If necessary, replace the ball-tip guide wire with one that can be removed through the inserted nail. (This technique is described for a cannulated nail system.)


Insertion of the cannulated nail

Achieving and maintaining an accurate provisional reduction is essential for successful alignment of distal tibial fractures. Do not lose the reduction during nail insertion.

To prevent distraction or displacement of the fracture, it may be necessary to provide counter-pressure or manual support.

The nail should advance easily over the guide wire, by hand or with gentle hammer strokes. Make sure the nail is properly aimed down the tibia. Remove it and ream to a larger diameter if the nail is still hard to insert.

The tip of the nail should be placed deeply in the center of the distal tibia, usually to the level of the physeal scar. Confirm this position with AP and lateral image intensifier views.


Pearl – use of Poller screws

Blocking screws (Poller screws) can be placed in the distal fragment to guide the nail and correct fracture deformity. These screws are placed from anterior to posterior to correct coronal plane deformities, and from medial to lateral to correct sagittal plane deformities. They can be left for stability or removed after nail insertion.

For a valgus deformity, a proximal Poller screw should be placed more laterally, and/or a distal Poller screw should be placed more medially.

Conversely, for a varus deformity, a proximal Poller screw should be placed more medially and a distal Poller screw should be placed more laterally.

Alternatively, two screws can be placed (medially and laterally) to effectively centralize the nail in the distal fragment.

Blocking screws may be preplanned, or used to correct intraoperative displacement. In the latter, the nail is withdrawn, and the principal blocking screw is placed to keep the nail from following its initial path, and redirect it towards the center of the distal fragment. Then, manually reduce the fracture and advance the nail past the blocking screw.

Fixation screws for an intraarticular distal tibial fracture may interfere with use of Poller screws.

Pitfall - Displacing intraarticular fracture

Nail insertion may displace the reconstructed articular block. Proceed gently and consider use of pointed reduction forceps for additional protection.
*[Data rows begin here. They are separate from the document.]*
pub mod models;
//! Retry schedule for failed jobs.

use chrono::Duration;

/// Minutes to wait before each retry, indexed by attempts already made.
/// Attempts past the end of the table reuse the last entry.
const RETRY_SCHEDULE_MINUTES: [i64; 3] = [1, 5, 30];

/// Delay before the next attempt of a job that has failed `attempts` times.
pub fn retry_delay(attempts: i32) -> Duration {
    let index = usize::try_from(attempts.max(1) - 1)
        .unwrap_or(0)
        .min(RETRY_SCHEDULE_MINUTES.len() - 1);
    Duration::minutes(RETRY_SCHEDULE_MINUTES[index])
}

#[cfg(test)]
mod tests {
    use super::*;

    #[test]
    fn follows_fixed_schedule() {
        assert_eq!(retry_delay(1), Duration::minutes(1));
        assert_eq!(retry_delay(2), Duration::minutes(5));
        assert_eq!(retry_delay(3), Duration::minutes(30));
    }

    #[test]
    fn caps_at_last_entry() {
        assert_eq!(retry_delay(4), Duration::minutes(30));
        assert_eq!(retry_delay(50), Duration::minutes(30));
    }

    #[test]
    fn zero_attempts_uses_first_entry() {
        assert_eq!(retry_delay(0), Duration::minutes(1));
        assert_eq!(retry_delay(-2), Duration::minutes(1));
    }
}
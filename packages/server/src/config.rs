use std::env;
use std::str::FromStr;
use std::time::Duration;

use anyhow::{Context, Result};
use dotenvy::dotenv;

use crate::kernel::jobs::{JobRunnerConfig, DEFAULT_LEASE_SECS, DEFAULT_MAX_ATTEMPTS};

/// Application configuration loaded from environment variables
#[derive(Debug, Clone)]
pub struct Config {
    pub database_url: String,
    pub database_max_connections: u32,
    pub jobs: JobsConfig,
}

/// Background job settings
#[derive(Debug, Clone, PartialEq)]
pub struct JobsConfig {
    pub poll_interval: Duration,
    pub maintenance_interval: Duration,
    pub lease_duration: Duration,
    pub heartbeat_interval: Duration,
    pub batch_size: usize,
    pub max_attempts: i32,
}

impl Default for JobsConfig {
    fn default() -> Self {
        Self {
            poll_interval: Duration::from_secs(5),
            maintenance_interval: Duration::from_secs(24 * 60 * 60),
            lease_duration: Duration::from_secs(DEFAULT_LEASE_SECS as u64),
            heartbeat_interval: Duration::from_secs(60),
            batch_size: 1,
            max_attempts: DEFAULT_MAX_ATTEMPTS,
        }
    }
}

impl Config {
    /// Load configuration from environment variables
    pub fn from_env() -> Result<Self> {
        // Load .env file if present (development)
        let _ = dotenv();

        Self::from_lookup(|key| env::var(key).ok())
    }

    /// Build configuration from any key/value source
    pub fn from_lookup<F>(lookup: F) -> Result<Self>
    where
        F: Fn(&str) -> Option<String>,
    {
        let defaults = JobsConfig::default();

        let config = Self {
            database_url: lookup("DATABASE_URL")
                .unwrap_or_else(|| "sqlite://data/scaffold.db".to_string()),
            database_max_connections: parse_or(&lookup, "DATABASE_MAX_CONNECTIONS", 5)?,
            jobs: JobsConfig {
                poll_interval: secs_or(&lookup, "JOBS_POLL_INTERVAL_SECS", defaults.poll_interval)?,
                maintenance_interval: secs_or(
                    &lookup,
                    "JOBS_MAINTENANCE_INTERVAL_SECS",
                    defaults.maintenance_interval,
                )?,
                lease_duration: secs_or(
                    &lookup,
                    "JOBS_LEASE_DURATION_SECS",
                    defaults.lease_duration,
                )?,
                heartbeat_interval: secs_or(
                    &lookup,
                    "JOBS_HEARTBEAT_INTERVAL_SECS",
                    defaults.heartbeat_interval,
                )?,
                batch_size: parse_or(&lookup, "JOBS_BATCH_SIZE", defaults.batch_size)?,
                max_attempts: parse_or(&lookup, "JOBS_MAX_ATTEMPTS", defaults.max_attempts)?,
            },
        };

        // A lease that can lapse between two heartbeats gets reclaimed mid-run.
        if config.jobs.lease_duration <= config.jobs.heartbeat_interval {
            anyhow::bail!(
                "JOBS_LEASE_DURATION_SECS ({}) must be greater than JOBS_HEARTBEAT_INTERVAL_SECS ({})",
                config.jobs.lease_duration.as_secs(),
                config.jobs.heartbeat_interval.as_secs()
            );
        }

        Ok(config)
    }

    /// Runner settings for this process
    pub fn job_runner_config(&self) -> JobRunnerConfig {
        JobRunnerConfig {
            poll_interval: self.jobs.poll_interval,
            maintenance_interval: self.jobs.maintenance_interval,
            lease_duration: self.jobs.lease_duration,
            heartbeat_interval: self.jobs.heartbeat_interval,
            batch_size: self.jobs.batch_size,
            max_attempts: self.jobs.max_attempts,
            ..JobRunnerConfig::default()
        }
    }
}

fn parse_or<F, T>(lookup: &F, key: &str, default: T) -> Result<T>
where
    F: Fn(&str) -> Option<String>,
    T: FromStr,
    T::Err: std::error::Error + Send + Sync + 'static,
{
    match lookup(key) {
        Some(raw) => raw
            .trim()
            .parse()
            .with_context(|| format!("{} must be a valid number", key)),
        None => Ok(default),
    }
}

fn secs_or<F>(lookup: &F, key: &str, default: Duration) -> Result<Duration>
where
    F: Fn(&str) -> Option<String>,
{
    let secs = parse_or(lookup, key, default.as_secs())?;
    if secs == 0 {
        anyhow::bail!("{} must be greater than zero", key);
    }
    Ok(Duration::from_secs(secs))
}
// Business domains
pub mod analytics;
pub mod auth;
pub mod session;

pub use session::Session;
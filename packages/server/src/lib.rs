// SaaS Scaffold - API Core
//
// Multi-tenant SaaS backend on a single embedded database. This crate holds the
// background job processor and the domain models it maintains.
//
// Job infrastructure lives in kernel/jobs; domain models in domains/*/models.

pub mod common;
pub mod config;
pub mod domains;
pub mod kernel;

pub use config::*;
//! Kernel module - server infrastructure.

pub mod db;
pub mod jobs;

pub use jobs::{JobProcessor, JobQueue, JobRunnerConfig, ProcessorHandle, SqliteJobQueue};
pub mod usage_event;

pub use usage_event::{UsageEvent, USAGE_EVENT_RETENTION_DAYS};
// Common types and utilities shared across the application

pub mod clock;

pub use clock::{Clock, ManualClock, SharedClock, SystemClock};
//! Configuration structures for a jpackage run.
//!
//! Platform-independent options live in [`PackageSettings`]; each platform
//! has its own bundle, of which [`SettingsBuilder`] keeps exactly one.

mod builder;
mod core;
mod image_type;
mod launcher;
mod linux;
mod macos;
mod package;
mod windows;

pub use builder::SettingsBuilder;
pub use core::{PlatformOptions, Settings};
pub use image_type::ImageType;
pub use launcher::Launcher;
pub use linux::LinuxSettings;
pub use macos::MacOsSettings;
pub use package::PackageSettings;
pub use windows::WindowsSettings;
Be prepared to remove the nail temporarily, repeat reduction and fixation, and reinsert the nail with more distal reaming if required.

8 Proximal and distal nail locking top

Proximal locking

Because the fracture is distal to the isthmus of the tibia, which is the narrowest part of the medullary canal, a single proximal static locked screw is sufficient unless there are concerns about the quality of the bone.


Distal locking

It is important to maintain accurate reduction of the distal segment while distal locking is carried out. The number and position of distal locking screws is determined by the individual locking configuration of the nail and by the fracture morphology. Insert the greatest number of screws distal to the fracture as possible.

Screws may injure local vessels and nerves. Bluntly dissect to the bone surface before drilling to reduce this risk.

Occasionally, the most proximal of the distal locking screws can help reduce or fix a more proximal extension of the fracture pattern as shown in the illustration.

It is important to assess alignment accurately before completing this step, because the image intensifier view can be misleading.